The bill would require (current law permits) a fiduciary to file an annual accounting of the administration of beneficiary benefits. It would also require the Secretary to conduct annual random audits of fiduciaries who receive a commission for such service. The bill would require: (1) fiduciary repayment of misused benefits, and (2) a report from the Secretary to the congressional veterans committees on the implementation of this section.

Finally, section five prohibits the Secretary from paying more than $345 million in VA employee awards or bonuses during each of FY2014-FY2018.

==Congressional Budget Office report==
This summary is based largely on the summary provided by the Congressional Budget Office, as ordered reported by the House Committee on Veterans’ Affairs on May 8, 2013. This is a public domain source.

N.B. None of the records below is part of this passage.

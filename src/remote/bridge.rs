//! Run agent requests on the host a docker daemon lives on.

use std::net::IpAddr;
use std::path::PathBuf;
use std::process::Stdio;
use std::sync::Arc;
use std::time::Duration;

use async_trait::async_trait;
use log::{debug, info, warn};
use tokio::io::AsyncWriteExt;
use tokio::process::Command;
use tokio::sync::OnceCell;

use crate::error::{DeployError, Result};
use crate::remote::agent;
use crate::remote::protocol::{self, PublicAddresses, Request, Response};

/// What a single agent invocation left behind.
#[derive(Debug, Clone, Default)]
pub struct AgentOutput {
    pub stdout: Vec<u8>,
    pub stderr: String,
    pub success: bool,
}

#[async_trait]
pub trait RemoteExecutor: Send + Sync {
    /// Host alias, used in logs and errors.
    fn host(&self) -> &str;

    /// Feed an encoded request to the agent and collect what it returns.
    async fn run_agent(&self, payload: Vec<u8>, elevate: bool) -> Result<AgentOutput>;
}

/// Spawn `command`, write `payload` to its stdin and collect its output.
async fn run_with_stdin(mut command: Command, payload: &[u8]) -> Result<AgentOutput> {
    command
        .stdin(Stdio::piped())
        .stdout(Stdio::piped())
        .stderr(Stdio::piped())
        .kill_on_drop(true);
    let mut child = command.spawn()?;
    if let Some(mut stdin) = child.stdin.take() {
        stdin.write_all(payload).await?;
        stdin.shutdown().await?;
    }
    let output = child.wait_with_output().await?;
    Ok(AgentOutput {
        stdout: output.stdout,
        stderr: String::from_utf8_lossy(&output.stderr).into_owned(),
        success: output.status.success(),
    })
}

/// Agent for the machine this process runs on.  Requests are handled in
/// process unless they need root, in which case the running executable is
/// started again through `sudo`.
pub struct LocalExecutor {
    host: String,
}

impl LocalExecutor {
    pub fn new(host: impl Into<String>) -> Self {
        Self { host: host.into() }
    }
}

#[async_trait]
impl RemoteExecutor for LocalExecutor {
    fn host(&self) -> &str {
        &self.host
    }

    async fn run_agent(&self, payload: Vec<u8>, elevate: bool) -> Result<AgentOutput> {
        if !elevate {
            return Ok(AgentOutput {
                stdout: agent::handle_bytes(&payload).await?,
                stderr: String::new(),
                success: true,
            });
        }
        let mut command = Command::new("sudo");
        command.arg("-n").arg(std::env::current_exe()?).arg("agent");
        run_with_stdin(command, &payload).await
    }
}

/// Agent reached over `ssh`.  The binary is installed on first use when
/// the remote path does not hold an executable yet.
pub struct SshExecutor {
    host: String,
    destination: String,
    port: Option<u16>,
    remote_path: String,
    local_binary: Option<PathBuf>,
    installed: OnceCell<()>,
}

impl SshExecutor {
    pub fn new(
        host: impl Into<String>,
        destination: impl Into<String>,
        port: Option<u16>,
        remote_path: impl Into<String>,
        local_binary: Option<PathBuf>,
    ) -> Self {
        Self {
            host: host.into(),
            destination: destination.into(),
            port,
            remote_path: remote_path.into(),
            local_binary,
            installed: OnceCell::new(),
        }
    }

    fn ssh(&self) -> Command {
        let mut command = Command::new("ssh");
        command.arg("-o").arg("BatchMode=yes");
        if let Some(port) = self.port {
            command.arg("-p").arg(port.to_string());
        }
        command.arg(&self.destination);
        command
    }

    async fn ensure_agent(&self) -> Result<()> {
        self.installed
            .get_or_try_init(|| async {
                let status = self
                    .ssh()
                    .arg("test")
                    .arg("-x")
                    .arg(shell_escape(&self.remote_path))
                    .stdin(Stdio::null())
                    .stdout(Stdio::null())
                    .stderr(Stdio::null())
                    .status()
                    .await?;
                if status.success() {
                    debug!("Agent present on {} at {}", self.host, self.remote_path);
                    return Ok(());
                }

                let binary = match &self.local_binary {
                    Some(path) => path.clone(),
                    None => std::env::current_exe()?,
                };
                info!(
                    "Installing agent {} on {} at {}",
                    binary.display(),
                    self.host,
                    self.remote_path
                );
                let payload = tokio::fs::read(&binary).await?;
                let mut upload = self.ssh();
                upload.arg(install_command(&self.remote_path));
                let output = run_with_stdin(upload, &payload).await?;
                if !output.success {
                    return Err(DeployError::remote(
                        &self.host,
                        format!("installing agent failed: {}", output.stderr.trim()),
                    ));
                }
                Ok::<(), DeployError>(())
            })
            .await?;
        Ok(())
    }
}

/// ssh hands its arguments to the remote login shell as one string.
fn shell_escape(arg: &str) -> String {
    format!("'{}'", arg.replace('\'', "'\\''"))
}

/// Remote command that stores stdin as the executable `path`, replacing it
/// only once the upload is complete.
fn install_command(path: &str) -> String {
    let tmp = shell_escape(&format!("{}.tmp", path));
    let path = shell_escape(path);
    format!(
        "cat > {tmp} && chmod +x {tmp} && mv {tmp} {path}",
        tmp = tmp,
        path = path
    )
}

#[async_trait]
impl RemoteExecutor for SshExecutor {
    fn host(&self) -> &str {
        &self.host
    }

    async fn run_agent(&self, payload: Vec<u8>, elevate: bool) -> Result<AgentOutput> {
        self.ensure_agent().await?;
        let mut command = self.ssh();
        if elevate {
            command.arg("sudo").arg("-n");
        }
        command.arg(shell_escape(&self.remote_path)).arg("agent");
        run_with_stdin(command, &payload).await
    }
}

/// Typed calls into the agent of one host.
#[derive(Clone)]
pub struct RemoteExecutionBridge {
    executor: Arc<dyn RemoteExecutor>,
}

impl RemoteExecutionBridge {
    pub fn new(executor: Arc<dyn RemoteExecutor>) -> Self {
        Self { executor }
    }

    pub fn host(&self) -> &str {
        self.executor.host()
    }

    /// Send one request.  Agent diagnostics are forwarded to the log; error
    /// responses and unreadable output become [`DeployError::Remote`].
    pub async fn call(&self, request: &Request, elevate: bool) -> Result<Response> {
        let host = self.host();
        debug!(
            "Calling {} on {}{}",
            request.name(),
            host,
            if elevate { " with elevated privileges" } else { "" }
        );
        let output = self
            .executor
            .run_agent(protocol::encode(request)?, elevate)
            .await?;
        for line in output.stderr.lines().filter(|l| !l.trim().is_empty()) {
            warn!("[{}] {}", host, line);
        }

        if output.stdout.is_empty() {
            let reason = if output.success {
                "agent produced no response".to_string()
            } else {
                format!(
                    "agent failed: {}",
                    output.stderr.lines().last().unwrap_or("no output")
                )
            };
            return Err(DeployError::remote(host, reason));
        }

        let response = protocol::decode::<Response>(&output.stdout).map_err(|e| match e {
            DeployError::ProtocolVersion { .. } => e,
            other => DeployError::remote(host, format!("unreadable agent response: {}", other)),
        })?;
        match response {
            Response::Error { message } => Err(DeployError::remote(host, message)),
            response => Ok(response),
        }
    }

    fn unexpected(&self, request: &Request, response: Response) -> DeployError {
        DeployError::remote(
            self.host(),
            format!("unexpected answer to {}: {:?}", request.name(), response),
        )
    }

    pub async fn list_public_addresses(&self) -> Result<PublicAddresses> {
        let request = Request::ListPublicAddresses;
        match self.call(&request, false).await? {
            Response::PublicAddresses(addresses) => Ok(addresses),
            other => Err(self.unexpected(&request, other)),
        }
    }

    pub async fn probe_server(&self, port: u16, timeout: Duration, elevate: bool) -> Result<bool> {
        let request = Request::ProbeServer {
            port,
            timeout_ms: timeout.as_millis() as u64,
        };
        match self.call(&request, elevate).await? {
            Response::ProbeServer { received } => Ok(received),
            other => Err(self.unexpected(&request, other)),
        }
    }

    pub async fn probe_client(
        &self,
        addresses: &PublicAddresses,
        port: u16,
        timeout: Duration,
    ) -> Result<Option<IpAddr>> {
        let request = Request::ProbeClient {
            addresses: addresses.clone(),
            port,
            timeout_ms: timeout.as_millis() as u64,
        };
        match self.call(&request, false).await? {
            Response::ProbeClient { address } => Ok(address),
            other => Err(self.unexpected(&request, other)),
        }
    }
}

H.R. 1405 would make changes to certain administrative procedures and programs of the Department of Veterans Affairs (VA), including the fiduciary program, access to case-tracking information, and limits on bonuses for employees. The Congressional Budget Office (CBO) estimates that implementing H.R. 1405 would yield net discretionary savings of $108 million over the 2014-2018 period, assuming appropriation actions consistent with the bill. Pay-as-you-go procedures do not apply to this legislation because it would not affect direct spending or revenues. H.R. 1405 contains no intergovernmental or private-sector mandates as defined in the Unfunded Mandates Reform Act (UMRA).

==Procedural history==

===House===
H.R. 1405 was introduced into the House on March 25, 2013 by Rep. Dina Titus (D, NV-1). It was referred to the United States House Committee on Veterans' Affairs and the United States House Veterans' Affairs Subcommittee on Disability Assistance and Memorial Affairs. The bill was reported (amended) by the Committee on Veterans' Affairs alongside House Report 113-130 on June 25, 2013. On October 25, 2013, House Majority Leader Eric Cantor announced that H.R. 1742 would be on the House schedule for the week of October 28, 2013. It was scheduled for a vote on October 28, 2013 under a suspension of the rules. The House was expected to deal with six different bills related to Veterans all on the same day, including this bill. The House did vote on October 28, 2013 in a voice vote to pass the bill.

==Debate and discussion==
Supporters of the bill indicated that the reduction in funds to be spent on bonuses by the VA was "needed in light of the management failures of the VA, such as the backlog of veterans claims." The committee report indicated that there were concerns in Congress about the "VA's provision of merit-based bonuses to managers and supervisors who have led troubled offices, including Veterans Health Administration medical centers with demonstrated incidences of gross negligence in care, and VBA positions where a growing inventory of claims and poor workload management practices abound."